I got a plagiarism warning comment on Canvas. What does this mean?

It means that your solution exactly matched either a solution from one of your peers or a solution from a previous quarter’s class or one from one of the popular “course resource sharing sites.”

Note that this warning will only appear if you have already had another assignment that you submitted with a high similarity score.
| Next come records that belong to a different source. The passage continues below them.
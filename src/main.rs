use anyhow::{anyhow, Result};
use clap::Parser;

mod campus;
mod dijkstra;
mod geo;
mod graph;
mod route;

use campus::{Campus, CampusMap};

#[derive(Parser, Debug)]
#[command(name = "meet")]
#[command(about = "Pick a meeting building between two people on a campus map and route both of them there.", long_about = None)]
struct Cli {
    /// Path to the campus .json map file
    #[arg(short, long)]
    map: String,

    /// Person 1's building (abbreviation or partial name)
    #[arg(long)]
    person1: String,

    /// Person 2's building (abbreviation or partial name)
    #[arg(long)]
    person2: String,

    /// Connect buildings to waypoints within this many meters
    #[arg(long, default_value_t = campus::DEFAULT_SNAP_METERS)]
    snap_distance: f64,
}

fn print_route(label: &str, route: &route::Route<i64>) {
    match route.length {
        Some(length) => {
            println!("{}'s distance to dest: {:.1} m", label, length);
            let hops: Vec<String> = route.path.iter().map(|id| id.to_string()).collect();
            println!("Path: {}", hops.join("->"));
        }
        None => println!(
            "{} is unable to reach the destination building. Is an edge missing?",
            label
        ),
    }
}

fn main() -> Result<()> {
    tracing_subscriber::fmt()
        .with_env_filter(
            tracing_subscriber::EnvFilter::try_from_default_env()
                .unwrap_or_else(|_| tracing_subscriber::EnvFilter::new("info")),
        )
        .init();

    let cli = Cli::parse();

    let map = CampusMap::load(&cli.map)?;
    tracing::info!(
        buildings = map.buildings.len(),
        waypoints = map.waypoints.len(),
        footways = map.footways.len(),
        "loaded campus map"
    );

    let campus = Campus::build(map, cli.snap_distance);
    tracing::info!(
        vertices = campus.graph.vertex_count(),
        edges = campus.graph.edge_count(),
        "built walking graph"
    );

    let p1 = campus
        .find_building(&cli.person1)
        .ok_or_else(|| anyhow!("person 1's building not found: {:?}", cli.person1))?
        .clone();
    let p2 = campus
        .find_building(&cli.person2)
        .ok_or_else(|| anyhow!("person 2's building not found: {:?}", cli.person2))?
        .clone();

    let (mid_lat, mid_lon) = geo::midpoint(p1.lat, p1.lon, p2.lat, p2.lon);
    let dest = campus
        .closest_building(mid_lat, mid_lon)
        .ok_or_else(|| anyhow!("campus map has no buildings"))?
        .clone();

    println!("Person 1: {} ({}) at ({}, {})", p1.name, p1.abbr, p1.lat, p1.lon);
    println!("Person 2: {} ({}) at ({}, {})", p2.name, p2.abbr, p2.lat, p2.lon);
    println!("Destination: {} ({}) at ({}, {})", dest.name, dest.abbr, dest.lat, dest.lon);

    let routes = route::meeting_routes(
        &campus.graph,
        p1.id,
        p2.id,
        dest.id,
        &campus.building_ids(),
    );

    print_route("Person 1", &routes.a);
    print_route("Person 2", &routes.b);

    Ok(())
}
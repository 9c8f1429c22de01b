use anyhow::{Context, Result};
use fnv::FnvHashMap;
use hashbrown::HashSet;
use serde::Deserialize;
use std::fs::File;
use std::io::{BufReader, Read};
use std::path::Path;

use crate::geo;
use crate::graph::WeightedGraph;

/// Connect a building to every footway waypoint closer than this many
/// meters. Tuned against the reference campus map; override with
/// `--snap-distance` for other maps.
pub const DEFAULT_SNAP_METERS: f64 = 58.0;

#[derive(Clone, Debug, Deserialize)]
pub struct Building {
    pub id: i64,
    pub lat: f64,
    pub lon: f64,
    pub name: String,
    pub abbr: String,
}

#[derive(Clone, Copy, Debug, Deserialize)]
pub struct Waypoint {
    pub id: i64,
    pub lat: f64,
    pub lon: f64,
}

/// On-disk campus map layout: buildings, footway waypoints, and footways
/// as sequences of waypoint ids.
#[derive(Debug, Deserialize)]
pub struct CampusMap {
    pub buildings: Vec<Building>,
    pub waypoints: Vec<Waypoint>,
    pub footways: Vec<Vec<i64>>,
}

impl CampusMap {
    pub fn load(path: impl AsRef<Path>) -> Result<Self> {
        let path = path.as_ref();
        let file =
            File::open(path).with_context(|| format!("opening {}", path.display()))?;
        Self::from_reader(BufReader::new(file))
            .with_context(|| format!("parsing {}", path.display()))
    }

    pub fn from_reader(reader: impl Read) -> Result<Self> {
        Ok(serde_json::from_reader(reader)?)
    }
}

/// The routable campus: the walking graph plus the building/coordinate
/// lookups the route handlers need. Built once at startup; read-only after.
pub struct Campus {
    pub graph: WeightedGraph<i64, f64>,
    pub buildings: Vec<Building>,
}

impl Campus {
    /// Vertices: every building and waypoint. Edges: each building is tied
    /// to all waypoints within `snap_meters` of it, and consecutive
    /// waypoints along each footway are linked, always in both directions,
    /// weighted by haversine distance. Footway references to unknown
    /// waypoint ids contribute no edges.
    pub fn build(map: CampusMap, snap_meters: f64) -> Self {
        let mut graph = WeightedGraph::new();

        let mut coords: FnvHashMap<i64, (f64, f64)> = FnvHashMap::default();
        for wp in &map.waypoints {
            coords.insert(wp.id, (wp.lat, wp.lon));
            graph.add_vertex(wp.id);
        }
        for b in &map.buildings {
            graph.add_vertex(b.id);
        }

        for b in &map.buildings {
            for (&wp_id, &(wp_lat, wp_lon)) in coords.iter() {
                let d = geo::haversine_meters(b.lat, b.lon, wp_lat, wp_lon);
                if d < snap_meters {
                    graph.add_edge(b.id, wp_id, d);
                    graph.add_edge(wp_id, b.id, d);
                }
            }
        }

        let mut skipped_refs = 0usize;
        for footway in &map.footways {
            for pair in footway.windows(2) {
                let (a, b) = (pair[0], pair[1]);
                let (&(alat, alon), &(blat, blon)) = match (coords.get(&a), coords.get(&b)) {
                    (Some(ca), Some(cb)) => (ca, cb),
                    _ => {
                        skipped_refs += 1;
                        continue;
                    }
                };
                let d = geo::haversine_meters(alat, alon, blat, blon);
                graph.add_edge(a, b, d);
                graph.add_edge(b, a, d);
            }
        }
        if skipped_refs > 0 {
            tracing::warn!(skipped_refs, "footway segments referenced unknown waypoints");
        }

        Self {
            graph,
            buildings: map.buildings,
        }
    }

    /// Find a building by exact abbreviation, else by the first
    /// substring-of-name match.
    pub fn find_building(&self, query: &str) -> Option<&Building> {
        for b in &self.buildings {
            if b.abbr == query {
                return Some(b);
            }
        }
        self.buildings.iter().find(|b| b.name.contains(query))
    }

    /// Building geographically nearest the given coordinate. None only when
    /// the map has no buildings at all.
    pub fn closest_building(&self, lat: f64, lon: f64) -> Option<&Building> {
        self.buildings.iter().min_by(|a, b| {
            let da = geo::haversine_meters(a.lat, a.lon, lat, lon);
            let db = geo::haversine_meters(b.lat, b.lon, lat, lon);
            da.partial_cmp(&db).unwrap_or(std::cmp::Ordering::Equal)
        })
    }

    /// Exclusion set for route queries: routes may start or end at a
    /// building but never pass through one.
    pub fn building_ids(&self) -> HashSet<i64> {
        self.buildings.iter().map(|b| b.id).collect()
    }
}
use hashbrown::{HashMap, HashSet};
use std::cmp::Ordering;
use std::collections::BinaryHeap;
use std::hash::Hash;

use crate::graph::WeightedGraph;

#[derive(Copy, Clone, PartialEq)]
struct State<V> {
    cost: f64,
    vertex: V,
}

// Min-heap by cost
impl<V: PartialEq> Eq for State<V> {}

impl<V: PartialEq> Ord for State<V> {
    fn cmp(&self, other: &Self) -> Ordering {
        // reverse ordering for min-heap
        other.cost.partial_cmp(&self.cost).unwrap_or(Ordering::Equal)
    }
}

impl<V: PartialEq> PartialOrd for State<V> {
    fn partial_cmp(&self, other: &Self) -> Option<Ordering> {
        Some(self.cmp(other))
    }
}

/// Dijkstra from `source` to `target`, refusing to pass through `excluded`
/// vertices as intermediate hops (the target itself is always allowed, even
/// when excluded). Returns the path inclusive of both endpoints, or an empty
/// Vec when the target is unreachable under those constraints.
///
/// Stale heap entries are skipped on pop rather than removed on update: an
/// entry is stale exactly when a strictly cheaper entry for the same vertex
/// already updated the distance table.
pub fn shortest_path<V>(
    graph: &WeightedGraph<V, f64>,
    source: V,
    target: V,
    excluded: &HashSet<V>,
) -> Vec<V>
where
    V: Copy + Eq + Hash,
{
    if source == target {
        return vec![target];
    }

    let mut dist: HashMap<V, f64> = HashMap::new();
    let mut prev: HashMap<V, V> = HashMap::new();
    let mut heap = BinaryHeap::new();

    dist.insert(source, 0.0);
    heap.push(State {
        cost: 0.0,
        vertex: source,
    });

    while let Some(State { cost, vertex }) = heap.pop() {
        if cost > *dist.get(&vertex).unwrap_or(&f64::INFINITY) {
            continue;
        }
        if vertex == target {
            break;
        }
        for next in graph.neighbors(vertex) {
            if excluded.contains(&next) && next != target {
                continue;
            }
            let weight = match graph.weight(vertex, next) {
                Some(w) if w.is_finite() => w,
                _ => continue,
            };
            let next_cost = cost + weight;
            if next_cost < *dist.get(&next).unwrap_or(&f64::INFINITY) {
                dist.insert(next, next_cost);
                prev.insert(next, vertex);
                heap.push(State {
                    cost: next_cost,
                    vertex: next,
                });
            }
        }
    }

    if !prev.contains_key(&target) {
        return Vec::new();
    }

    let mut path = vec![target];
    let mut current = target;
    while current != source {
        match prev.get(&current) {
            Some(&p) => {
                path.push(p);
                current = p;
            }
            None => return Vec::new(),
        }
    }
    path.reverse();
    path
}

/// Sum of the edge weights along `path`. None if some consecutive pair has
/// no stored edge; that never happens for a path produced by
/// `shortest_path`, which only ever follows traversed edges.
pub fn path_length<V>(graph: &WeightedGraph<V, f64>, path: &[V]) -> Option<f64>
where
    V: Copy + Eq + Hash,
{
    let mut total = 0.0;
    for pair in path.windows(2) {
        total += graph.weight(pair[0], pair[1])?;
    }
    Some(total)
}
That means, if you’re seeing the warning, you’ve submitted multiple possibly plagiarized assignments and are now subject to additional scrutiny for plagiarism. If you are found to submit further plagiarized material, you will immediately be referred to the Dean of Students Office for violation of our Academic Code of Conduct. You will not receive any notification from us (Prof. Bain) if this is the case. You’ll instead receive information on a scheduling of an academic violation hearing from the Dean’s office.

I finished the exercise on time but forgot to submit it on Canvas. The date modified date shows that it was finished before the deadline. Can I get late forgiveness?
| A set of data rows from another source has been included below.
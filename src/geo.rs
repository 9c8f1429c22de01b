const EARTH_RADIUS_M: f64 = 6_371_000.0;

/// Great-circle distance using the haversine formula.
/// Input lat/lon in degrees. Output in meters.
pub fn haversine_meters(lat1: f64, lon1: f64, lat2: f64, lon2: f64) -> f64 {
    let (phi1, phi2) = (lat1.to_radians(), lat2.to_radians());
    let dphi = (lat2 - lat1).to_radians();
    let dlambda = (lon2 - lon1).to_radians();
    let a = (dphi / 2.0).sin().powi(2) + phi1.cos() * phi2.cos() * (dlambda / 2.0).sin().powi(2);
    let c = 2.0 * a.sqrt().atan2((1.0 - a).sqrt());
    EARTH_RADIUS_M * c
}

/// Geographic midpoint of two coordinates, computed on the sphere rather
/// than by averaging degrees. Input and output lat/lon in degrees.
pub fn midpoint(lat1: f64, lon1: f64, lat2: f64, lon2: f64) -> (f64, f64) {
    let (phi1, phi2) = (lat1.to_radians(), lat2.to_radians());
    let lambda1 = lon1.to_radians();
    let dlambda = (lon2 - lon1).to_radians();

    let bx = phi2.cos() * dlambda.cos();
    let by = phi2.cos() * dlambda.sin();
    let phi_m = (phi1.sin() + phi2.sin())
        .atan2(((phi1.cos() + bx).powi(2) + by.powi(2)).sqrt());
    let lambda_m = lambda1 + by.atan2(phi1.cos() + bx);

    (phi_m.to_degrees(), lambda_m.to_degrees())
}

#[cfg(test)]
mod tests {
    use super::*;

    #[test]
    fn haversine_of_identical_points_is_zero() {
        assert_eq!(haversine_meters(41.87, -87.65, 41.87, -87.65), 0.0);
    }

    #[test]
    fn haversine_of_a_known_pair() {
        // One degree of latitude is roughly 111.2 km.
        let d = haversine_meters(41.0, -87.65, 42.0, -87.65);
        assert!((d - 111_195.0).abs() < 100.0, "got {}", d);
    }

    #[test]
    fn midpoint_of_identical_points_is_the_point() {
        let (lat, lon) = midpoint(41.87, -87.65, 41.87, -87.65);
        assert!((lat - 41.87).abs() < 1e-9);
        assert!((lon - -87.65).abs() < 1e-9);
    }

    #[test]
    fn midpoint_lies_between_the_endpoints() {
        let (lat, lon) = midpoint(41.86, -87.66, 41.88, -87.64);
        assert!((lat - 41.87).abs() < 1e-3);
        assert!((lon - -87.65).abs() < 1e-3);
        // Roughly equidistant from both ends.
        let da = haversine_meters(41.86, -87.66, lat, lon);
        let db = haversine_meters(41.88, -87.64, lat, lon);
        assert!((da - db).abs() < 1.0);
    }
}
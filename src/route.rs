use hashbrown::HashSet;
use std::hash::Hash;

use crate::dijkstra::{path_length, shortest_path};
use crate::graph::WeightedGraph;

/// One person's walk to the meeting target.
#[derive(Clone, Debug, PartialEq)]
pub struct Route<V> {
    /// Vertex sequence from that person's start to the target, inclusive.
    /// Empty when the target is unreachable.
    pub path: Vec<V>,
    /// Total weight along `path`; None when the route does not exist.
    pub length: Option<f64>,
}

impl<V> Route<V> {
    pub fn is_reachable(&self) -> bool {
        !self.path.is_empty()
    }
}

#[derive(Clone, Debug, PartialEq)]
pub struct MeetingRoutes<V> {
    pub a: Route<V>,
    pub b: Route<V>,
}

impl<V> MeetingRoutes<V> {
    /// Both people can actually get to the meeting target.
    pub fn both_reachable(&self) -> bool {
        self.a.is_reachable() && self.b.is_reachable()
    }
}

fn route_to<V>(
    graph: &WeightedGraph<V, f64>,
    from: V,
    target: V,
    excluded: &HashSet<V>,
) -> Route<V>
where
    V: Copy + Eq + Hash,
{
    let path = shortest_path(graph, from, target, excluded);
    let length = if path.is_empty() {
        None
    } else {
        path_length(graph, &path)
    };
    Route { path, length }
}

/// Route both people to a meeting target chosen by the caller (typically the
/// building nearest the geographic midpoint of the two). The two searches
/// are independent and share the same exclusion set.
pub fn meeting_routes<V>(
    graph: &WeightedGraph<V, f64>,
    person_a: V,
    person_b: V,
    target: V,
    excluded: &HashSet<V>,
) -> MeetingRoutes<V>
where
    V: Copy + Eq + Hash,
{
    MeetingRoutes {
        a: route_to(graph, person_a, target, excluded),
        b: route_to(graph, person_b, target, excluded),
    }
}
Unfortunately, no. Date / modified created on digital files isn’t any sort of verifiable evidence.

I don’t like to be harsh, but if you send us a screenshot of a timestamp, we won’t consider it.

It’s trivial to manipulate these digital timestamps and so they don’t serve as any sort of proof. It’s your responsibility to upload your files by the due date.
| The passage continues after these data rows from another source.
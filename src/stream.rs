//! Streaming download of a generated artifact.
//!
//! ## Why stream?
//!
//! A transport should not have to buffer the whole document, and more
//! importantly the request workspace must live exactly as long as the
//! transfer. The [`Download`] body therefore owns the open file, the
//! workspace handle and the request's state tracker:
//!
//! * After the last chunk the file is closed, the observer hears
//!   `on_transfer_complete`, the workspace is released and the request
//!   moves to `CleanedUp`.
//! * A read error releases the workspace, fails the request and is yielded
//!   as the final item.
//! * Dropping the body early (client disconnected) fires
//!   `on_transfer_aborted`, releases the workspace and fails the request.
//!
//! The file stays on disk for as long as a consumer is still reading it.

use crate::artifact::OutputArtifact;
use crate::state::{RequestState, StateTracker};
use crate::workspace::RequestWorkspace;
use futures::stream::{self, StreamExt};
use std::fmt;
use std::io;
use std::path::{Path, PathBuf};
use std::pin::Pin;
use tokio::fs::File;
use tokio::io::{AsyncReadExt, AsyncWriteExt};
use tokio_stream::Stream;
use tracing::{debug, info, warn};

/// A boxed stream of artifact chunks.
pub type ArtifactBody = Pin<Box<dyn Stream<Item = io::Result<Vec<u8>>> + Send>>;

/// A generated file ready to be sent to the client.
pub struct Download {
    /// Name the client should save the file under.
    pub filename: String,
    pub mime_type: &'static str,
    /// Exact size of the body in bytes.
    pub content_length: u64,
    path: PathBuf,
    body: ArtifactBody,
}

impl fmt::Debug for Download {
    fn fmt(&self, f: &mut fmt::Formatter<'_>) -> fmt::Result {
        f.debug_struct("Download")
            .field("filename", &self.filename)
            .field("mime_type", &self.mime_type)
            .field("content_length", &self.content_length)
            .field("path", &self.path)
            .finish_non_exhaustive()
    }
}

impl Download {
    /// Wrap an already-opened artifact. The request must be in `Streaming`.
    pub(crate) fn new(
        artifact: OutputArtifact,
        file: File,
        workspace: RequestWorkspace,
        tracker: StateTracker,
        chunk_size: usize,
    ) -> Self {
        let state = BodyState {
            file: Some(file),
            workspace: Some(workspace),
            tracker,
            chunk_size: chunk_size.max(1),
            sent: 0,
            finished: false,
        };

        let body = stream::unfold(state, |mut state| async move {
            if state.finished {
                return None;
            }
            let file = state.file.as_mut()?;
            let mut buf = vec![0u8; state.chunk_size];
            match file.read(&mut buf).await {
                Ok(0) => {
                    state.complete().await;
                    None
                }
                Ok(n) => {
                    buf.truncate(n);
                    state.sent += n as u64;
                    Some((Ok(buf), state))
                }
                Err(e) => {
                    state.fail_with(&e).await;
                    Some((Err(e), state))
                }
            }
        });

        Self {
            filename: artifact.display_filename,
            mime_type: artifact.mime_type,
            content_length: artifact.size_bytes,
            path: artifact.path,
            body: Box::pin(body),
        }
    }

    /// Where the artifact lives while the download is in progress.
    pub fn path(&self) -> &Path {
        &self.path
    }

    /// The raw chunk stream, for handing to a transport.
    pub fn into_body(self) -> ArtifactBody {
        self.body
    }

    /// Drain the body into memory.
    pub async fn into_bytes(self) -> io::Result<Vec<u8>> {
        let mut out = Vec::with_capacity(self.content_length as usize);
        let mut body = self.body;
        while let Some(chunk) = body.next().await {
            out.extend_from_slice(&chunk?);
        }
        Ok(out)
    }

    /// Stream the body into `dest`; returns bytes written.
    ///
    /// Chunks go to a hidden `.part` file next to `dest`, which is renamed
    /// over `dest` only once the body has ended. On any error the partial
    /// file is removed and an existing `dest` is left untouched.
    pub async fn save_to(self, dest: &Path) -> io::Result<u64> {
        let tmp = partial_path(dest);
        let result = async {
            let written = write_body(self.body, &tmp).await?;
            tokio::fs::rename(&tmp, dest).await?;
            Ok::<_, io::Error>(written)
        }
        .await;

        if result.is_err() {
            if let Err(e) = tokio::fs::remove_file(&tmp).await {
                if e.kind() != io::ErrorKind::NotFound {
                    warn!("Could not remove partial file {}: {}", tmp.display(), e);
                }
            }
        }
        result
    }
}

async fn write_body(mut body: ArtifactBody, path: &Path) -> io::Result<u64> {
    let mut file = File::create(path).await?;
    let mut written = 0u64;
    while let Some(chunk) = body.next().await {
        let chunk = chunk?;
        file.write_all(&chunk).await?;
        written += chunk.len() as u64;
    }
    file.flush().await?;
    Ok(written)
}

/// `dir/notes.docx` → `dir/.notes.docx.part`
fn partial_path(dest: &Path) -> PathBuf {
    match dest.file_name() {
        Some(name) => dest.with_file_name(format!(".{}.part", name.to_string_lossy())),
        None => dest.with_extension("part"),
    }
}

/// Everything the body owns between chunks.
struct BodyState {
    file: Option<File>,
    workspace: Option<RequestWorkspace>,
    tracker: StateTracker,
    chunk_size: usize,
    sent: u64,
    finished: bool,
}

impl BodyState {
    async fn complete(&mut self) {
        self.finished = true;
        // Close before removing the directory that contains it.
        self.file.take();
        info!("Transfer complete: {} bytes", self.sent);
        if let Some(obs) = self.tracker.observer() {
            obs.on_transfer_complete(self.sent);
        }
        self.release_off_runtime().await;
        self.tracker.advance(RequestState::CleanedUp);
    }

    async fn fail_with(&mut self, err: &io::Error) {
        self.finished = true;
        self.file.take();
        warn!("Transfer failed after {} bytes: {}", self.sent, err);
        self.release_off_runtime().await;
        self.tracker.fail();
    }

    /// Directory removal is blocking I/O, so it runs on the blocking pool.
    async fn release_off_runtime(&mut self) {
        if let Some(workspace) = self.workspace.take() {
            let fallback = workspace.clone();
            if let Err(e) = tokio::task::spawn_blocking(move || workspace.release()).await {
                warn!("Workspace removal task failed: {}", e);
                fallback.release();
            }
        }
    }
}

impl Drop for BodyState {
    // Drop may run outside any runtime, so an early abort removes the
    // directory inline. It holds one small file.
    fn drop(&mut self) {
        if self.finished {
            return;
        }
        self.file.take();
        debug!("Download dropped after {} bytes", self.sent);
        if let Some(obs) = self.tracker.observer() {
            obs.on_transfer_aborted(self.sent);
        }
        if let Some(workspace) = self.workspace.take() {
            workspace.release();
        }
        self.tracker.fail();
    }
}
How do I see what I got wrong on the Exercise?

Go to the Canvas submission page for the assignment in question. You’ll see a comment with an attachment with your name and NetID, along with the extension .HTML. You can download and open that file in any web browser to see the autograder report for your assignment.

I got a 0 because the autograder couldn’t read my file or couldn’t find my work. Can I resubmit?

No. It’s your job to test your submission AND TO MAKE SURE YOU’RE SUBMITTING THE CORRECT FILE. Remember, the auto type checker will check your submission and give you a report back to make sure it’s the one you meant to send.

The built-in check-expect worked but the ones the autograder ran did not. Can I get points back?

No; remember, the built-in ones are just the bare minimum. You need to be writing programs that don’t depend specifically on one aspect of their inputs.